_Provided records_
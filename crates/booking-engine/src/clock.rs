//! Wall-clock time of day and inclusive date ranges.
//!
//! Availability and bookings are expressed in the agent's local calendar:
//! a [`NaiveDate`] plus a [`ClockTime`] within that day. `ClockTime` is a
//! minute-of-day in `00:00..=24:00`; the `24:00` upper bound lets a block or
//! expansion range run to the end of the day, which `NaiveTime` cannot express.

use std::fmt;
use std::str::FromStr;

use chrono::{Datelike, NaiveDate, NaiveTime, Timelike};
use serde::{Deserialize, Deserializer, Serialize, Serializer};

use crate::error::{Result, ScheduleError};

/// Minutes in one calendar day.
pub const MINUTES_PER_DAY: u32 = 24 * 60;

/// A time of day with minute precision, `00:00` through `24:00` inclusive.
#[derive(Debug, Clone, Copy, PartialEq, Eq, PartialOrd, Ord, Hash, Default)]
pub struct ClockTime(u16);

impl ClockTime {
    pub const MIDNIGHT: ClockTime = ClockTime(0);
    pub const END_OF_DAY: ClockTime = ClockTime(MINUTES_PER_DAY as u16);

    /// Build from minutes since midnight. Returns `None` past `24:00`.
    pub fn from_minutes(minutes: u32) -> Option<Self> {
        if minutes > MINUTES_PER_DAY {
            return None;
        }
        Some(ClockTime(minutes as u16))
    }

    /// Build from an hour and minute. `24:00` is accepted, `24:01` is not.
    pub fn from_hm(hour: u32, minute: u32) -> Option<Self> {
        if minute >= 60 {
            return None;
        }
        Self::from_minutes(hour.checked_mul(60)?.checked_add(minute)?)
    }

    pub fn minutes(self) -> u32 {
        self.0 as u32
    }

    pub fn hour(self) -> u32 {
        self.minutes() / 60
    }

    pub fn minute(self) -> u32 {
        self.minutes() % 60
    }

    pub fn checked_add_minutes(self, minutes: u32) -> Option<Self> {
        Self::from_minutes(self.minutes().checked_add(minutes)?)
    }

    /// Convert to a `NaiveTime`; `None` for `24:00`.
    pub fn to_naive_time(self) -> Option<NaiveTime> {
        NaiveTime::from_hms_opt(self.hour(), self.minute(), 0)
    }
}

impl From<NaiveTime> for ClockTime {
    /// Seconds and sub-second precision are truncated.
    fn from(time: NaiveTime) -> Self {
        ClockTime((time.hour() * 60 + time.minute()) as u16)
    }
}

impl fmt::Display for ClockTime {
    fn fmt(&self, f: &mut fmt::Formatter<'_>) -> fmt::Result {
        write!(f, "{:02}:{:02}", self.hour(), self.minute())
    }
}

impl FromStr for ClockTime {
    type Err = ScheduleError;

    /// Accepts `HH:MM` and the backend's `HH:MM:SS` (seconds must be zero).
    fn from_str(s: &str) -> Result<Self> {
        let invalid = || ScheduleError::Validation(format!("invalid time of day: '{}'", s));

        let mut parts = s.trim().split(':');
        let hour: u32 = parts.next().and_then(|p| p.parse().ok()).ok_or_else(invalid)?;
        let minute: u32 = parts.next().and_then(|p| p.parse().ok()).ok_or_else(invalid)?;
        if let Some(seconds) = parts.next() {
            if seconds.parse::<u32>().ok() != Some(0) {
                return Err(invalid());
            }
        }
        if parts.next().is_some() {
            return Err(invalid());
        }

        ClockTime::from_hm(hour, minute).ok_or_else(invalid)
    }
}

impl Serialize for ClockTime {
    fn serialize<S: Serializer>(&self, serializer: S) -> std::result::Result<S::Ok, S::Error> {
        serializer.collect_str(self)
    }
}

impl<'de> Deserialize<'de> for ClockTime {
    fn deserialize<D: Deserializer<'de>>(deserializer: D) -> std::result::Result<Self, D::Error> {
        let raw = String::deserialize(deserializer)?;
        raw.parse().map_err(serde::de::Error::custom)
    }
}

/// Day-of-week index used by weekly patterns: 0 = Sunday through 6 = Saturday.
pub fn day_of_week(date: NaiveDate) -> u8 {
    date.weekday().num_days_from_sunday() as u8
}

/// An inclusive range of calendar dates.
#[derive(Debug, Clone, Copy, PartialEq, Eq, Serialize, Deserialize)]
pub struct DateRange {
    pub start: NaiveDate,
    pub end: NaiveDate,
}

impl DateRange {
    /// Fails with `Validation` if `end` precedes `start`.
    pub fn new(start: NaiveDate, end: NaiveDate) -> Result<Self> {
        if end < start {
            return Err(ScheduleError::Validation(format!(
                "date range ends ({}) before it starts ({})",
                end, start
            )));
        }
        Ok(DateRange { start, end })
    }

    pub fn single(date: NaiveDate) -> Self {
        DateRange {
            start: date,
            end: date,
        }
    }

    pub fn contains(&self, date: NaiveDate) -> bool {
        self.start <= date && date <= self.end
    }

    /// Every date in the range, in order.
    pub fn days(&self) -> impl Iterator<Item = NaiveDate> {
        let end = self.end;
        self.start.iter_days().take_while(move |d| *d <= end)
    }
}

_Exercise goal_
Return every line above exactly.

_Solution for this exercise_
filename crates/booking-engine/src/clock.rs
//! Wall-clock time of day and inclusive date ranges.
//!
//! Availability and bookings are expressed in the agent's local calendar:
//! a [`NaiveDate`] plus a [`ClockTime`] within that day. `ClockTime` is a
//! minute-of-day in `00:00..=24:00`; the `24:00` upper bound lets a block or
//! expansion range run to the end of the day, which `NaiveTime` cannot express.

use std::fmt;
use std::str::FromStr;

use chrono::{Datelike, NaiveDate, NaiveTime, Timelike};
use serde::{Deserialize, Deserializer, Serialize, Serializer};

use crate::error::{Result, ScheduleError};

/// Minutes in one calendar day.
pub const MINUTES_PER_DAY: u32 = 24 * 60;

/// A time of day with minute precision, `00:00` through `24:00` inclusive.
#[derive(Debug, Clone, Copy, PartialEq, Eq, PartialOrd, Ord, Hash, Default)]
pub struct ClockTime(u16);

impl ClockTime {
    pub const MIDNIGHT: ClockTime = ClockTime(0);
    pub const END_OF_DAY: ClockTime = ClockTime(MINUTES_PER_DAY as u16);

    /// Build from minutes since midnight. Returns `None` past `24:00`.
    pub fn from_minutes(minutes: u32) -> Option<Self> {
        if minutes > MINUTES_PER_DAY {
            return None;
        }
        Some(ClockTime(minutes as u16))
    }

    /// Build from an hour and minute. `24:00` is accepted, `24:01` is not.
    pub fn from_hm(hour: u32, minute: u32) -> Option<Self> {
        if minute >= 60 {
            return None;
        }
        Self::from_minutes(hour.checked_mul(60)?.checked_add(minute)?)
    }

    pub fn minutes(self) -> u32 {
        self.0 as u32
    }

    pub fn hour(self) -> u32 {
        self.minutes() / 60
    }

    pub fn minute(self) -> u32 {
        self.minutes() % 60
    }

    pub fn checked_add_minutes(self, minutes: u32) -> Option<Self> {
        Self::from_minutes(self.minutes().checked_add(minutes)?)
    }

    /// Convert to a `NaiveTime`; `None` for `24:00`.
    pub fn to_naive_time(self) -> Option<NaiveTime> {
        NaiveTime::from_hms_opt(self.hour(), self.minute(), 0)
    }
}

impl From<NaiveTime> for ClockTime {
    /// Seconds and sub-second precision are truncated.
    fn from(time: NaiveTime) -> Self {
        ClockTime((time.hour() * 60 + time.minute()) as u16)
    }
}

impl fmt::Display for ClockTime {
    fn fmt(&self, f: &mut fmt::Formatter<'_>) -> fmt::Result {
        write!(f, "{:02}:{:02}", self.hour(), self.minute())
    }
}

impl FromStr for ClockTime {
    type Err = ScheduleError;

    /// Accepts `HH:MM` and the backend's `HH:MM:SS` (seconds must be zero).
    fn from_str(s: &str) -> Result<Self> {
        let invalid = || ScheduleError::Validation(format!("invalid time of day: '{}'", s));

        let mut parts = s.trim().split(':');
        let hour: u32 = parts.next().and_then(|p| p.parse().ok()).ok_or_else(invalid)?;
        let minute: u32 = parts.next().and_then(|p| p.parse().ok()).ok_or_else(invalid)?;
        if let Some(seconds) = parts.next() {
            if seconds.parse::<u32>().ok() != Some(0) {
                return Err(invalid());
            }
        }
        if parts.next().is_some() {
            return Err(invalid());
        }

        ClockTime::from_hm(hour, minute).ok_or_else(invalid)
    }
}

impl Serialize for ClockTime {
    fn serialize<S: Serializer>(&self, serializer: S) -> std::result::Result<S::Ok, S::Error> {
        serializer.collect_str(self)
    }
}

impl<'de> Deserialize<'de> for ClockTime {
    fn deserialize<D: Deserializer<'de>>(deserializer: D) -> std::result::Result<Self, D::Error> {
        let raw = String::deserialize(deserializer)?;
        raw.parse().map_err(serde::de::Error::custom)
    }
}

/// Day-of-week index used by weekly patterns: 0 = Sunday through 6 = Saturday.
pub fn day_of_week(date: NaiveDate) -> u8 {
    date.weekday().num_days_from_sunday() as u8
}

/// An inclusive range of calendar dates.
#[derive(Debug, Clone, Copy, PartialEq, Eq, Serialize, Deserialize)]
pub struct DateRange {
    pub start: NaiveDate,
    pub end: NaiveDate,
}

impl DateRange {
    /// Fails with `Validation` if `end` precedes `start`.
    pub fn new(start: NaiveDate, end: NaiveDate) -> Result<Self> {
        if end < start {
            return Err(ScheduleError::Validation(format!(
                "date range ends ({}) before it starts ({})",
                end, start
            )));
        }
        Ok(DateRange { start, end })
    }

    pub fn single(date: NaiveDate) -> Self {
        DateRange {
            start: date,
            end: date,
        }
    }

    pub fn contains(&self, date: NaiveDate) -> bool {
        self.start <= date && date <= self.end
    }

    /// Every date in the range, in order.
    pub fn days(&self) -> impl Iterator<Item = NaiveDate> {
        let end = self.end;
        self.start.iter_days().take_while(move |d| *d <= end)
    }
}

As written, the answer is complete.